▸ Saved entries:
▼
//! Sink for the sanity check report.
//!
//! Each run builds its own [`SanityLog`] and hands it to
//! [`DataUnpacker::run_sanity_check`](crate::data::DataUnpacker::run_sanity_check).
//! Lines look like `uitviic - WARNING - <message>`.

use std::fmt;
use std::fs::File;
use std::io::{BufWriter, Write};
use std::path::{Path, PathBuf};

use crate::error::{AuditError, Result};

#[derive(Debug, Clone, Copy, PartialEq, Eq)]
pub enum Level {
    Info,
    Warning,
}

impl fmt::Display for Level {
    fn fmt(&self, f: &mut fmt::Formatter<'_>) -> fmt::Result {
        match self {
            Level::Info => write!(f, "INFO"),
            Level::Warning => write!(f, "WARNING"),
        }
    }
}

pub struct SanityLog<W: Write> {
    logger: String,
    writer: W,
    path: Option<PathBuf>,
    infos: usize,
    warnings: usize,
}

impl SanityLog<BufWriter<File>> {
    /// Opens `path` for writing, truncating any previous run's log.
    pub fn create(path: impl AsRef<Path>, logger: &str) -> Result<Self> {
        let path = path.as_ref();
        let file = File::create(path).map_err(|e| AuditError::io(path, e))?;
        let mut log = SanityLog::new(BufWriter::new(file), logger);
        log.path = Some(path.to_path_buf());
        Ok(log)
    }
}

impl<W: Write> SanityLog<W> {
    pub fn new(writer: W, logger: &str) -> Self {
        Self {
            logger: logger.to_string(),
            writer,
            path: None,
            infos: 0,
            warnings: 0,
        }
    }

    pub fn info(&mut self, message: impl fmt::Display) -> Result<()> {
        self.infos += 1;
        self.write_line(Level::Info, message)
    }

    pub fn warn(&mut self, message: impl fmt::Display) -> Result<()> {
        self.warnings += 1;
        self.write_line(Level::Warning, message)
    }

    fn write_line(&mut self, level: Level, message: impl fmt::Display) -> Result<()> {
        tracing::debug!(logger = %self.logger, %level, "{}", message);
        writeln!(self.writer, "{} - {} - {}", self.logger, level, message)
            .map_err(|e| self.io_error(e))
    }

    pub fn infos(&self) -> usize {
        self.infos
    }

    pub fn warnings(&self) -> usize {
        self.warnings
    }

    pub fn flush(&mut self) -> Result<()> {
        self.writer.flush().map_err(|e| self.io_error(e))
    }

    /// Flushes and hands back the underlying writer.
    pub fn into_inner(mut self) -> Result<W> {
        self.flush()?;
        Ok(self.writer)
    }

    fn io_error(&self, source: std::io::Error) -> AuditError {
        let path = self
            .path
            .clone()
            .unwrap_or_else(|| PathBuf::from(format!("<{} log>", self.logger)));
        AuditError::io(path, source)
    }
}

/// Counts gathered over one sanity check.
#[derive(Debug, Default, Clone, Copy, PartialEq, Eq)]
pub struct SanitySummary {
    pub records: usize,
    pub warnings: usize,
    pub infos: usize,
}

impl fmt::Display for SanitySummary {
    fn fmt(&self, f: &mut fmt::Formatter<'_>) -> fmt::Result {
        write!(
            f,
            "{} records checked, {} warnings, {} infos",
            self.records, self.warnings, self.infos
        )
    }
}

#[cfg(test)]
mod tests {
    use super::*;
    use tempfile::TempDir;

    #[test]
    fn test_line_format_and_counts() {
        let mut log = SanityLog::new(Vec::new(), "uitviic");
        log.warn("a @ b has no image").unwrap();
        log.info("c @ d has e").unwrap();
        log.warn("f does not exist").unwrap();
        assert_eq!(log.warnings(), 2);
        assert_eq!(log.infos(), 1);

        let out = String::from_utf8(log.into_inner().unwrap()).unwrap();
        let lines: Vec<&str> = out.lines().collect();
        assert_eq!(
            lines,
            vec![
                "uitviic - WARNING - a @ b has no image",
                "uitviic - INFO - c @ d has e",
                "uitviic - WARNING - f does not exist",
            ]
        );
    }

    #[test]
    fn test_create_truncates_previous_log() {
        let temp_dir = TempDir::new().unwrap();
        let path = temp_dir.path().join("sanity.log");
        std::fs::write(&path, "stale line\nanother\n").unwrap();

        let mut log = SanityLog::create(&path, "vivqa").unwrap();
        log.info("fresh").unwrap();
        log.flush().unwrap();
        drop(log);

        let content = std::fs::read_to_string(&path).unwrap();
        assert_eq!(content, "vivqa - INFO - fresh\n");
    }

    #[test]
    fn test_create_in_missing_directory_fails() {
        let temp_dir = TempDir::new().unwrap();
        let path = temp_dir.path().join("nope").join("sanity.log");
        assert!(matches!(
            SanityLog::create(&path, "x"),
            Err(AuditError::Io { .. })
        ));
    }
}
▲
▸ Task details:
Working from the records above, tally the lines that contain "vivqa" and give only the total.

▸ Answer to the problem:
2